Царь спрыгнул с трона.
- Царь покидает нас! Мы обречены! - завопила служанка, стоявшая у трона с кувшином в руках.
Царь с удивлением обнаружил в своей руке золотой кубок. Он совсем забыл, что пил вино. Кубок был пуст.
Нилам усмехнулся и опустился на трон.
- Успокойтесь, презренные! - загремел его голос. - Ваш повелитель остается с вами! Круг времен разорван. Древнее пророчество сбылось!
Он протянул кубок съежившейся рабыне.
- Налей мне вина, женщина!
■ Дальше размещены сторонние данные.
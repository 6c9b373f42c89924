//! The currently displayed model and its display list.
//!
//! A new model is compiled into a fresh list before the old list is
//! released, so a failed load never disturbs what is on screen.

use std::path::Path;

use asset::{DrawPackage, MeshSummary};

use crate::{
    DisplayListBackend, GpuVertex, RenderResult, placeholder::placeholder_cube,
    vertices_from_package,
};

/// What a [`ModelSlot`] is currently showing.
#[derive(Clone, Copy, Debug, PartialEq, Eq)]
pub enum SlotContent {
    Empty,
    Model(MeshSummary),
    Placeholder,
}

struct Installed<H> {
    handle: H,
    content: SlotContent,
}

pub struct ModelSlot<B: DisplayListBackend> {
    backend: B,
    current: Option<Installed<B::Handle>>,
}

impl<B: DisplayListBackend> ModelSlot<B> {
    pub fn new(backend: B) -> Self {
        Self {
            backend,
            current: None,
        }
    }

    pub fn backend(&self) -> &B {
        &self.backend
    }

    pub fn content(&self) -> SlotContent {
        self.current
            .as_ref()
            .map_or(SlotContent::Empty, |installed| installed.content)
    }

    /// Handle to replay each frame, if anything is installed.
    pub fn handle(&self) -> Option<&B::Handle> {
        self.current.as_ref().map(|installed| &installed.handle)
    }

    /// Load an OBJ file and make it the displayed model.
    pub fn load(&mut self, path: impl AsRef<Path>) -> RenderResult<MeshSummary> {
        let package = asset::load_obj(path)?;
        self.install_package(&package)
    }

    pub fn install_package(&mut self, package: &DrawPackage) -> RenderResult<MeshSummary> {
        let summary = package.summary();
        let vertices = vertices_from_package(package);
        self.install(&vertices, SlotContent::Model(summary))?;
        Ok(summary)
    }

    /// Swap in the built-in cube.
    pub fn show_placeholder(&mut self) -> RenderResult<()> {
        self.install(&placeholder_cube(), SlotContent::Placeholder)
    }

    /// Release the current list, if any.
    pub fn clear(&mut self) {
        if let Some(old) = self.current.take() {
            log::debug!("Releasing display list ({:?})", old.content);
            self.backend.release(old.handle);
        }
    }

    fn install(&mut self, vertices: &[GpuVertex], content: SlotContent) -> RenderResult<()> {
        let handle = self.backend.compile(vertices)?;
        self.clear();
        log::info!(
            "Display list ready: {} vertices ({:?})",
            vertices.len(),
            content
        );
        self.current = Some(Installed { handle, content });
        Ok(())
    }
}

impl<B: DisplayListBackend> Drop for ModelSlot<B> {
    fn drop(&mut self) {
        self.clear();
    }
}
Я хочу выпить за Исход Гекатонхейра!
Служанка тряслась от ужаса, руки ее дрожали, и пытаясь наполнить царский фиал, расплескала драгоценное вино на землю.
В иную пору ее приказали бы высечь за дерзость, но сейчас владыке было не до таких мелочей.
Нилам понял, что северный варвар исполнил порученное. Древняя тварь Гекатонхейр, был умерщвлен - и время покатилось по улицам Терена.
Не дожидаясь, пока служанка наполнит кубок, царь отбросил его - и выхватил у служанки кувшин. Запрокинув голову, обливаясь, он опустошил сосуд до дна.
- Подай мне меч! - воскликнул он, отшвырнув сосуд в сторону.
Рабыня метнулась за трон, и с трудом вытянула длинный меч из ножен. Царь с усмешкой наблюдал за ней. Она держала меч двумя руками, не зная, как его подать своему повелителю.
- Ну, что же ты? - изогнул бровь Нилам.
Девушка опустила меч острием в пол - и перехватила его за лезвие. Кровь потекла из ее ладоней. Сжав зубы от боли, она все-таки подняла меч и протянула рукоятью к царю.